Study also found no increase in appetite or energy intake
ATLANTA (NOVEMBER 4, 2015) — After conducting a meta-analysis of more than 100 peer-reviewed and published studies to answer the question “Does low calorie sweetener consumption affect energy intake and body weight?”, researchers found that the answer to be “Yes”. In humans, the use of low-calorie sweeteners (LCS) led to weight loss similar to, or in some instances better than, water alone. Additionally, researchers found no increase in appetite when using LCS. In the animal studies, researchers found that, for the most part, the use of LCS did not increase energy intake. More about the study can be found in the September 2015 issue of the International Journal of Obesity.
The research by Rogers et al. and published in the International Journal of Obesity was conducted by university researchers from the United Kingdom, Sweden, the Netherlands and France and scientists from non-governmental organizations (NGOs), including the National Institute for Health and the International Life Sciences Institute (ILSI) Europe, as well as the private sector. The researchers set out to analyze the totality of the evidence to determine whether the consumption of low-energy sweeteners (LES) have an effect on energy intake (EI) or body weight (BW) when replacing caloric sweeteners.
Researchers found LES in place of sugar aided in weight loss and reduced energy intake
Researchers stated that the short-term studies comprise a large body of evidence showing that replacing sugar with LES reduced short-term energy intake, noting also that “EI did not differ for LES versus water, LES versus unsweetened products, or LES versus nothing.”

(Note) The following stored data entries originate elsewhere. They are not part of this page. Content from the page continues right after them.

//! Value types for graphscript
//!
//! This module defines:
//! - Value: Unified enum for everything a script can receive or produce
//! - Vertex, Edge, Property: The graph-domain shapes an evaluator may return
//!
//! ## Type Rules
//!
//! - No implicit type coercions: `Int(1) != Float(1.0)`
//! - `Bytes` are not `String`
//! - Float uses IEEE-754 equality: `NaN != NaN`, `-0.0 == 0.0`
//!
//! Parameters arrive as JSON and are decoded with [`Value::from_json`], which
//! never produces the graph variants. Those only come back from evaluators.

use std::collections::BTreeMap;

/// Identifier of a vertex or edge in the host graph
pub type ElementId = u64;

/// A graph vertex as returned by an evaluator
#[derive(Debug, Clone, PartialEq)]
pub struct Vertex {
    /// Host-assigned identifier
    pub id: ElementId,
    /// Vertex label
    pub label: String,
    /// Property map
    pub properties: BTreeMap<String, Value>,
}

impl Vertex {
    /// Create a vertex without properties
    pub fn new(id: ElementId, label: impl Into<String>) -> Self {
        Self {
            id,
            label: label.into(),
            properties: BTreeMap::new(),
        }
    }

    /// Builder-style property setter
    pub fn with_property(mut self, key: impl Into<String>, value: impl Into<Value>) -> Self {
        self.properties.insert(key.into(), value.into());
        self
    }
}

/// A graph edge as returned by an evaluator
#[derive(Debug, Clone, PartialEq)]
pub struct Edge {
    /// Host-assigned identifier
    pub id: ElementId,
    /// Edge label
    pub label: String,
    /// Tail vertex
    pub out_v: ElementId,
    /// Head vertex
    pub in_v: ElementId,
    /// Property map
    pub properties: BTreeMap<String, Value>,
}

impl Edge {
    /// Create an edge `out_v -[label]-> in_v` without properties
    pub fn new(id: ElementId, label: impl Into<String>, out_v: ElementId, in_v: ElementId) -> Self {
        Self {
            id,
            label: label.into(),
            out_v,
            in_v,
            properties: BTreeMap::new(),
        }
    }

    /// Builder-style property setter
    pub fn with_property(mut self, key: impl Into<String>, value: impl Into<Value>) -> Self {
        self.properties.insert(key.into(), value.into());
        self
    }
}

/// A single key/value property detached from its element
#[derive(Debug, Clone, PartialEq)]
pub struct Property {
    /// Property key
    pub key: String,
    /// Property value
    pub value: Box<Value>,
}

impl Property {
    /// Create a property
    pub fn new(key: impl Into<String>, value: impl Into<Value>) -> Self {
        Self {
            key: key.into(),
            value: Box::new(value.into()),
        }
    }
}

/// Canonical value type exchanged with evaluators
#[derive(Debug, Clone)]
pub enum Value {
    /// Null value
    Null,
    /// Boolean value
    Bool(bool),
    /// 64-bit signed integer
    Int(i64),
    /// 64-bit floating point (IEEE-754)
    Float(f64),
    /// UTF-8 string
    String(String),
    /// Raw bytes
    Bytes(Vec<u8>),
    /// Ordered sequence of values
    Array(Vec<Value>),
    /// Object with string keys, ordered by key
    Object(BTreeMap<String, Value>),
    /// Graph vertex
    Vertex(Vertex),
    /// Graph edge
    Edge(Edge),
    /// Detached property
    Property(Property),
}

// Custom PartialEq implementation for IEEE-754 float semantics
impl PartialEq for Value {
    fn eq(&self, other: &Self) -> bool {
        match (self, other) {
            (Value::Null, Value::Null) => true,
            (Value::Bool(a), Value::Bool(b)) => a == b,
            (Value::Int(a), Value::Int(b)) => a == b,
            (Value::Float(a), Value::Float(b)) => a == b,
            (Value::String(a), Value::String(b)) => a == b,
            (Value::Bytes(a), Value::Bytes(b)) => a == b,
            (Value::Array(a), Value::Array(b)) => a == b,
            (Value::Object(a), Value::Object(b)) => a == b,
            (Value::Vertex(a), Value::Vertex(b)) => a == b,
            (Value::Edge(a), Value::Edge(b)) => a == b,
            (Value::Property(a), Value::Property(b)) => a == b,
            // Different types are never equal
            _ => false,
        }
    }
}

impl Value {
    /// Get the type name as a string
    pub fn type_name(&self) -> &'static str {
        match self {
            Value::Null => "Null",
            Value::Bool(_) => "Bool",
            Value::Int(_) => "Int",
            Value::Float(_) => "Float",
            Value::String(_) => "String",
            Value::Bytes(_) => "Bytes",
            Value::Array(_) => "Array",
            Value::Object(_) => "Object",
            Value::Vertex(_) => "Vertex",
            Value::Edge(_) => "Edge",
            Value::Property(_) => "Property",
        }
    }

    /// Check if this is a null value
    pub fn is_null(&self) -> bool {
        matches!(self, Value::Null)
    }

    /// Get as bool if this is a Bool value
    pub fn as_bool(&self) -> Option<bool> {
        match self {
            Value::Bool(b) => Some(*b),
            _ => None,
        }
    }

    /// Get as i64 if this is an Int value
    pub fn as_int(&self) -> Option<i64> {
        match self {
            Value::Int(i) => Some(*i),
            _ => None,
        }
    }

    /// Get as f64 if this is a Float value
    pub fn as_float(&self) -> Option<f64> {
        match self {
            Value::Float(f) => Some(*f),
            _ => None,
        }
    }

    /// Get as &str if this is a String value
    pub fn as_str(&self) -> Option<&str> {
        match self {
            Value::String(s) => Some(s),
            _ => None,
        }
    }

    /// Get as &[Value] if this is an Array value
    pub fn as_array(&self) -> Option<&[Value]> {
        match self {
            Value::Array(a) => Some(a),
            _ => None,
        }
    }

    /// Get as &BTreeMap if this is an Object value
    pub fn as_object(&self) -> Option<&BTreeMap<String, Value>> {
        match self {
            Value::Object(o) => Some(o),
            _ => None,
        }
    }

    /// Decode a JSON value.
    ///
    /// Integral numbers that fit in `i64` become `Int`; every other number
    /// becomes `Float`. No other coercion takes place.
    pub fn from_json(json: serde_json::Value) -> Self {
        match json {
            serde_json::Value::Null => Value::Null,
            serde_json::Value::Bool(b) => Value::Bool(b),
            serde_json::Value::Number(n) => match n.as_i64() {
                Some(i) => Value::Int(i),
                // u64 beyond i64::MAX and fractional numbers
                None => Value::Float(n.as_f64().unwrap_or(f64::NAN)),
            },
            serde_json::Value::String(s) => Value::String(s),
            serde_json::Value::Array(arr) => {
                Value::Array(arr.into_iter().map(Value::from_json).collect())
            }
            serde_json::Value::Object(obj) => Value::Object(
                obj.into_iter()
                    .map(|(k, v)| (k, Value::from_json(v)))
                    .collect(),
            ),
        }
    }
}

// ============================================================================
// From implementations for ergonomic API usage
// ============================================================================

impl From<&str> for Value {
    fn from(s: &str) -> Self {
        Value::String(s.to_string())
    }
}

impl From<String> for Value {
    fn from(s: String) -> Self {
        Value::String(s)
    }
}

impl From<bool> for Value {
    fn from(b: bool) -> Self {
        Value::Bool(b)
    }
}

impl From<i64> for Value {
    fn from(i: i64) -> Self {
        Value::Int(i)
    }
}

impl From<i32> for Value {
    fn from(i: i32) -> Self {
        Value::Int(i as i64)
    }
}

impl From<f64> for Value {
    fn from(f: f64) -> Self {
        Value::Float(f)
    }
}

impl From<Vec<u8>> for Value {
    fn from(b: Vec<u8>) -> Self {
        Value::Bytes(b)
    }
}

impl From<Vec<Value>> for Value {
    fn from(a: Vec<Value>) -> Self {
        Value::Array(a)
    }
}

impl From<BTreeMap<String, Value>> for Value {
    fn from(o: BTreeMap<String, Value>) -> Self {
        Value::Object(o)
    }
}

impl From<Vertex> for Value {
    fn from(v: Vertex) -> Self {
        Value::Vertex(v)
    }
}

impl From<Edge> for Value {
    fn from(e: Edge) -> Self {
        Value::Edge(e)
    }
}

impl From<Property> for Value {
    fn from(p: Property) -> Self {
        Value::Property(p)
    }
}

impl From<()> for Value {
    fn from(_: ()) -> Self {
        Value::Null
    }
}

Study debunks claims of weight gain from LES
Researchers noted that claims of weight gain are often tracked back to a smaller set of specific studies. However, when researchers reviewed a large and systematically identified body of evidence from human intervention studies of varying designs, settings and populations (including children and adults, males and females, lean and overweight), the claims didn’t bear out.
In the sustained controlled trial studies, “the use of LES led to a relative reduction on EI, and greater loss (or reduced gain) of BW.” Further researchers found no examples of an increased mean energy intake or body weight. The researchers concluded, “A large majority of studies of compulsory and voluntary long-term consumption of LES by rodents found that LES did not increase BW.”

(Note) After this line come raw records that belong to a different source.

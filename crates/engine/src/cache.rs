//! Script cache
//!
//! A concurrent map from cache key to script text, shared by two kinds of
//! entries:
//!
//! | Key | Value | Read back? |
//! |-----|-------|------------|
//! | resolved library file path | file contents | yes, on every load |
//! | inline script text | the same text | never |
//!
//! The inline entries exist only so that the map's size tracks how many
//! distinct scripts the current evaluator has seen; the size is what the
//! [`EvaluatorManager`](crate::EvaluatorManager) checks to decide on a
//! wholesale reset. Entries carry no timestamps or hit counts and are
//! never evicted individually.
//!
//! Concurrent misses for one key may both run their loader. The first
//! insert wins; later inserts are no-ops and their callers receive the
//! surviving text. `clear()` may race with inserts: either outcome is fine,
//! since the cache is never a source of truth.

use std::sync::Arc;

use dashmap::DashMap;
use graphscript_core::Result;
use tracing::debug;

/// Concurrent key → script text map
#[derive(Debug, Default)]
pub struct ScriptCache {
    entries: DashMap<String, Arc<str>>,
}

impl ScriptCache {
    /// Empty cache
    pub fn new() -> Self {
        Self::default()
    }

    /// Return the cached text for `key`, running `loader` on a miss.
    ///
    /// The loader runs without holding any cache lock. A loader error is
    /// returned as-is and nothing is inserted.
    pub fn get_or_load<F>(&self, key: &str, loader: F) -> Result<Arc<str>>
    where
        F: FnOnce() -> Result<String>,
    {
        if let Some(text) = self.entries.get(key) {
            debug!(target: "graphscript::cache", key, "Cache hit");
            return Ok(Arc::clone(text.value()));
        }

        debug!(target: "graphscript::cache", key, "Cache miss");
        let loaded: Arc<str> = Arc::from(loader()?);
        let entry = self
            .entries
            .entry(key.to_string())
            .or_insert(loaded);
        Ok(Arc::clone(entry.value()))
    }

    /// Insert `text` under `key` unless the key is already present.
    ///
    /// Returns whether this call inserted.
    pub fn put(&self, key: &str, text: &str) -> bool {
        if self.entries.contains_key(key) {
            return false;
        }
        let mut inserted = false;
        self.entries.entry(key.to_string()).or_insert_with(|| {
            inserted = true;
            Arc::from(text)
        });
        inserted
    }

    /// Cached text for `key`, without loading
    pub fn get(&self, key: &str) -> Option<Arc<str>> {
        self.entries.get(key).map(|e| Arc::clone(e.value()))
    }

    /// Whether `key` is cached
    pub fn contains(&self, key: &str) -> bool {
        self.entries.contains_key(key)
    }

    /// Number of entries, library and inline alike
    pub fn len(&self) -> usize {
        self.entries.len()
    }

    /// Whether the cache is empty
    pub fn is_empty(&self) -> bool {
        self.entries.is_empty()
    }

    /// Drop every entry
    pub fn clear(&self) {
        self.entries.clear();
    }
}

In the observational human studies, which can’t prove cause and effect, researchers found inconsistent associations reported among the studies. Further, the larger studies found a lower risk of obesity with low-calorie sweetener consumption.
Given the obesity epidemic, it is important that consumers have available a wide variety of good tasting, reduced-calorie products which can be used as tools to assist them in addressing their health goals. Low-calorie sweeteners can help people enjoy the foods and beverages they love while helping them to manage their weight.